L, left side; R, right side. Area, brain region according to the automated anatomical labeling atlas (Tzourio‐Mazoyer et al., 2002); Weight abs., mean of absolute weight values of included all voxels within the region (Schrouff, Cremers, et al., 2013); Weight perc., percentage of normalized weight values of this region relative to the sum of all weight values of all regions for the respective classification problem. Voxels, number of voxels included.

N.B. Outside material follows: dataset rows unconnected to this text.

//! Similarity index over enrolled face embeddings.
//!
//! Every enrollment is kept as its own entry: a person may be enrolled many
//! times (poses, lighting) and identical vectors are never merged. Entries
//! get sequential ids in enrollment order, and query results with equal
//! distance are ordered by id, so the first-enrolled match always wins.
//!
//! Two implementations share the [`FaceIndex`] trait:
//!
//! - [`FlatIndex`]: exact linear scan.
//! - [`HnswIndex`]: Hierarchical Navigable Small World graph, sub-linear
//!   queries with a small recall loss. Exact-match queries always return
//!   the stored vector.
//!
//! Indices persist through [`save`] / [`load`] as the full list of
//! (label, embedding) pairs tagged with the embedding model id; either
//! backend can be rebuilt from the same file.

mod error;
mod flat;
mod hnsw;
mod index;
mod persist;

pub use error::IndexError;
pub use flat::FlatIndex;
pub use hnsw::{HnswConfig, HnswIndex};
pub use index::{Backend, Entry, FaceIndex, IndexConfig, MAX_STRING_LEN, Neighbor};
pub use persist::{Snapshot, load, load_file, save, save_file};
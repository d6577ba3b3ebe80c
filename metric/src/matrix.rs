use rayon::prelude::*;

use crate::distance::Metric;
use crate::error::MetricError;

/// Square matrix of pairwise distances over one batch of embeddings.
///
/// Row-major, symmetric, zero diagonal.
#[derive(Debug, Clone, PartialEq)]
pub struct DistanceMatrix {
    n: usize,
    data: Vec<f32>,
}

impl DistanceMatrix {
    /// Computes all pairwise distances. Rows are filled in parallel.
    ///
    /// Every embedding must have the same dimension as the first one.
    pub fn compute<E>(embeddings: &[E], metric: Metric) -> Result<Self, MetricError>
    where
        E: AsRef<[f32]> + Sync,
    {
        let n = embeddings.len();
        if let Some(first) = embeddings.first() {
            let want = first.as_ref().len();
            for (index, e) in embeddings.iter().enumerate() {
                let got = e.as_ref().len();
                if got != want {
                    return Err(MetricError::RaggedEmbeddings { index, got, want });
                }
            }
        }

        let mut data = vec![0.0f32; n * n];
        if n > 0 {
            data.par_chunks_mut(n).enumerate().for_each(|(i, row)| {
                let a = embeddings[i].as_ref();
                for (j, cell) in row.iter_mut().enumerate() {
                    if i != j {
                        *cell = metric.distance(a, embeddings[j].as_ref());
                    }
                }
            });
        }

        Ok(Self { n, data })
    }

    /// Number of rows (and columns).
    pub fn len(&self) -> usize {
        self.n
    }

    pub fn is_empty(&self) -> bool {
        self.n == 0
    }

    /// Distance between embeddings `i` and `j`. Panics when out of range.
    pub fn get(&self, i: usize, j: usize) -> f32 {
        assert!(i < self.n && j < self.n, "metric: index ({i}, {j}) out of range {}", self.n);
        self.data[i * self.n + j]
    }

    /// Row `i` as a slice of length `len()`.
    pub fn row(&self, i: usize) -> &[f32] {
        &self.data[i * self.n..(i + 1) * self.n]
    }
}
//! Utility functions for CLI commands.

use std::path::Path;
use std::sync::Arc;

use anyhow::{Context, Result, bail};
use serde::Deserialize;
use serde::de::DeserializeOwned;
use tracing::info;
use visage_faceindex::{FaceIndex, IndexConfig};

use crate::config::Config;

/// One embedding from an input file.
#[derive(Debug, Clone, PartialEq, Deserialize)]
#[serde(untagged)]
pub enum Record {
    Labeled { label: String, embedding: Vec<f32> },
    Bare(Vec<f32>),
}

impl Record {
    pub fn label(&self) -> Option<&str> {
        match self {
            Self::Labeled { label, .. } => Some(label.as_str()),
            Self::Bare(_) => None,
        }
    }

    pub fn embedding(&self) -> &[f32] {
        match self {
            Self::Labeled { embedding, .. } | Self::Bare(embedding) => embedding,
        }
    }
}

/// Loads a YAML or JSON file, chosen by extension.
pub fn load_file<T: DeserializeOwned>(path: &str) -> Result<T> {
    let content =
        std::fs::read_to_string(path).with_context(|| format!("failed to read {path}"))?;
    let ext = Path::new(path)
        .extension()
        .and_then(|e| e.to_str())
        .unwrap_or("yaml");

    let result = match ext.to_lowercase().as_str() {
        "json" => serde_json::from_str(&content).with_context(|| format!("invalid JSON in {path}"))?,
        _ => serde_yaml::from_str(&content).with_context(|| format!("invalid YAML in {path}"))?,
    };
    Ok(result)
}

/// Loads records that must all carry a label.
pub fn load_labeled(path: &str) -> Result<(Vec<String>, Vec<Vec<f32>>)> {
    let records: Vec<Record> = load_file(path)?;
    let mut labels = Vec::with_capacity(records.len());
    let mut embeddings = Vec::with_capacity(records.len());
    for (i, r) in records.into_iter().enumerate() {
        match r {
            Record::Labeled { label, embedding } => {
                labels.push(label);
                embeddings.push(embedding);
            }
            Record::Bare(_) => bail!("record {i} in {path} has no label"),
        }
    }
    Ok((labels, embeddings))
}

/// Opens the configured index. With `create_dim`, a missing file yields a
/// new empty index of that dimension instead of an error.
pub fn open_index(cfg: &Config, create_dim: Option<usize>) -> Result<Arc<dyn FaceIndex>> {
    let path = cfg.index_path()?;
    let backend = cfg.backend();
    if path.exists() {
        let snapshot = visage_faceindex::load_file(&path, &cfg.model_id)
            .with_context(|| format!("failed to load index {}", path.display()))?;
        return Ok(snapshot.into_index(&backend)?);
    }
    let Some(dim) = create_dim else {
        bail!("index {} not found, enroll some faces first", path.display());
    };
    info!("creating new index at {} (dim {dim})", path.display());
    Ok(backend.build(IndexConfig {
        model_id: cfg.model_id.clone(),
        dim,
        metric: cfg.metric,
    })?)
}

/// Saves the index to the configured path, creating parent directories.
pub fn save_index(cfg: &Config, index: &dyn FaceIndex) -> Result<()> {
    let path = cfg.index_path()?;
    if let Some(parent) = path.parent() {
        std::fs::create_dir_all(parent)
            .with_context(|| format!("failed to create {}", parent.display()))?;
    }
    visage_faceindex::save_file(index, &path)
        .with_context(|| format!("failed to save index {}", path.display()))?;
    Ok(())
}

/// Outputs result as JSON or YAML.
pub fn output_result<T: serde::Serialize>(
    result: &T,
    output_path: Option<&str>,
    as_json: bool,
) -> Result<()> {
    let output = if as_json {
        serde_json::to_string_pretty(result)? + "\n"
    } else {
        serde_yaml::to_string(result)?
    };

    match output_path {
        Some(path) => std::fs::write(path, output)?,
        None => print!("{}", output),
    }
    Ok(())
}

/// Prints success message.
pub fn print_success(msg: &str) {
    eprintln!("\x1b[32m✓\x1b[0m {}", msg);
}
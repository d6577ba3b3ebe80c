//! Enroll command.

use anyhow::{Result, bail};
use clap::Args;

use super::{Record, load_file, open_index, print_success, save_index};
use crate::Cli;
use crate::config::load_config;

/// Enroll embeddings into the index.
///
/// The input file holds `{label, embedding}` records, or bare vectors when
/// `--label` is given. Every record becomes its own entry.
#[derive(Args)]
pub struct EnrollCommand {
    /// Input file (YAML or JSON)
    #[arg(short = 'f', long = "file")]
    file: String,

    /// Label for records that do not carry one
    #[arg(short = 'l', long)]
    label: Option<String>,
}

impl EnrollCommand {
    pub fn run(&self, cli: &Cli) -> Result<()> {
        let cfg = load_config(cli)?;
        let records: Vec<Record> = load_file(&self.file)?;
        let Some(first) = records.first() else {
            bail!("{} contains no embeddings", self.file);
        };

        let mut labels = Vec::with_capacity(records.len());
        for (i, r) in records.iter().enumerate() {
            match (r.label(), &self.label) {
                (Some(l), _) => labels.push(l),
                (None, Some(l)) => labels.push(l.as_str()),
                (None, None) => bail!("record {i} has no label, pass --label"),
            }
        }
        let embeddings: Vec<&[f32]> = records.iter().map(Record::embedding).collect();

        let index = open_index(&cfg, Some(first.embedding().len()))?;
        let ids = index.enroll_batch(&labels, &embeddings)?;
        save_index(&cfg, index.as_ref())?;

        print_success(&format!(
            "enrolled {} embeddings ({} entries total)",
            ids.len(),
            index.len()
        ));
        Ok(())
    }
}
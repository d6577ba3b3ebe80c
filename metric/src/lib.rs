//! Distance kernels shared by training (triplet mining) and serving
//! (similarity search).
//!
//! All kernels accumulate in f64 and return f32. The [`DistanceMatrix`] is
//! computed row-parallel with rayon; every cell depends only on its two
//! inputs, so the result is identical regardless of thread scheduling.

mod distance;
mod error;
mod matrix;

pub use distance::{Metric, cosine_distance, euclidean_distance, squared_euclidean_distance};
pub use error::MetricError;
pub use matrix::DistanceMatrix;
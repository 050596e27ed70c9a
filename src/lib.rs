//! # Latency controller
//! Measures the end-to-end latency between a locally rendered color-marker video and its
//! remote rendering (e.g. a WebRTC loopback), and classifies every sample against a
//! threshold.
//!
//! ## Layout
//! - **signal:** colors, side events and the periodic color poller feeding a controller.
//! - **controller:** rendezvous, watchdog, failure policy and the measurement loops.
//! - **utils:** sample series, live metrics and CSV / SVG reporting.
//! - **loopback:** synthetic color stream used by the binary and the integration tests.

pub mod config;
pub mod controller;
pub mod error;
pub mod loopback;
pub mod signal;
pub mod utils;

pub use config::{ControllerConfig, HarnessConfig};
pub use controller::{
    listener::EventSink,
    local_mode::{LatencyProbe, ProbeSample},
    watchdog::CancelToken,
    BackgroundRun, LatencyController, RunSummary, Termination,
};
pub use error::{LatencyError, ReportError, Result};
pub use signal::{
    color::{similar, Color},
    event::{SideState, SignalEvent, SignalSide},
};
pub use utils::series::{MeasurementRecord, SampleSeries};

Weight averages by included region L, left side; R, right side. Area, brain region according to the automated anatomical labeling atlas (Tzourio‐Mazoyer et al., 2002); Weight abs., mean of absolute weight values of included all voxels within the region (Schrouff, Cremers, et al., 2013); Weight perc., percentage of normalized weight values of this region relative to the sum of all weight values of all regions for the respective classification problem. Voxels, number of voxels included. Combining data from all four modalities using WAVE resulted in a balanced accuracy of 90.10% (p < .001) with 84.38% sensitivity and 95.83% specificity. Classifiers based on clinical questionnaire data were weighted significantly higher than classifiers based on neuroimaging and hormonal data (mean‐weights: clinical data: 0.56, GM data: 0.21, WM data: 0.13, cortisol data: 0.10; all ps < .001).

Disorder‐classification

Classification of GAD versus MD subjects using clinical questionnaire information resulted in a poor solution (balanced accuracy: 56.58%, p > .22, sensitivity: 63.16%, specificity: 50.00%). Here, particularly IUS‐12 scores provided information for classification (Table 2). In contrast, applying the cortisol data to the same classification problem resulted in good balanced accuracy (74.60%, p = .0088, sensitivity: 77.78%, specificity: 71.43%). Disorder‐classification using GM data resulted in 68.05% balanced accuracy (p = .034, sensitivity: 78.95%, specificity: 57.14%). For this classification problem, the putamen and amygdala contributed less information while various frontal areas were of greater importance. Classification using WM data was less accurate (balanced accuracy: 58.27%, p > .15; sensitivity: 73.68%, specificity: 42.86%). Combining data from all four modalities using WAVE resulted in a nominally lower balanced accuracy of 67.46% (p = .0268, sensitivity: 77.78%, specificity: 57.14%) than cortisol or GM accuracy alone. Classifiers based on cortisol data and GM data were weighted significantly higher than classifiers based on WM and clinical questionnaire data (ps < .001), which were of comparable size (p = .579). Classifiers based on cortisol data were also weighted significantly higher than classifiers based on GM data (p < .001; mean‐weights: clinical data: 0.17, cortisol data: 0.37, GM data: 0.28, WM data: 0.18). Results from the additional analyses using whole‐brain data were less accurate in classification than the results based on ROIs for separate classifiers but comparable for the combined approach. Please see Appendix S2 for further details.

Discussion

Generalized anxiety disorder is a common and impairing disorder but recognition, diagnosis and differentiation from depression is a well‐known problem hampering treatment decisions. This proof‐of‐concept paper explored whether classifying subjects according to their clinical, hormonal, or neurostructural correlates yields accuracy rates beyond chance level, and whether combining data from different modalities improves classification. In a first analysis, subjects with a disorder and healthy comparison subjects were used to classify cases, whereas in a second analysis, subject with GAD and/or MD were used to classify GAD. The following main results emerged: (1) For case‐classification, clinical questionnaire scores clearly outperformed cortisol and MRI data, which yielded only poor results. (2) For the disorder‐classification, however, an inverse pattern emerged, with clinical questionnaire scores performing only on chance level and being outperformed by cortisol and MRI data, thus implying distinct (neuro‐)biological correlates for GAD and MD.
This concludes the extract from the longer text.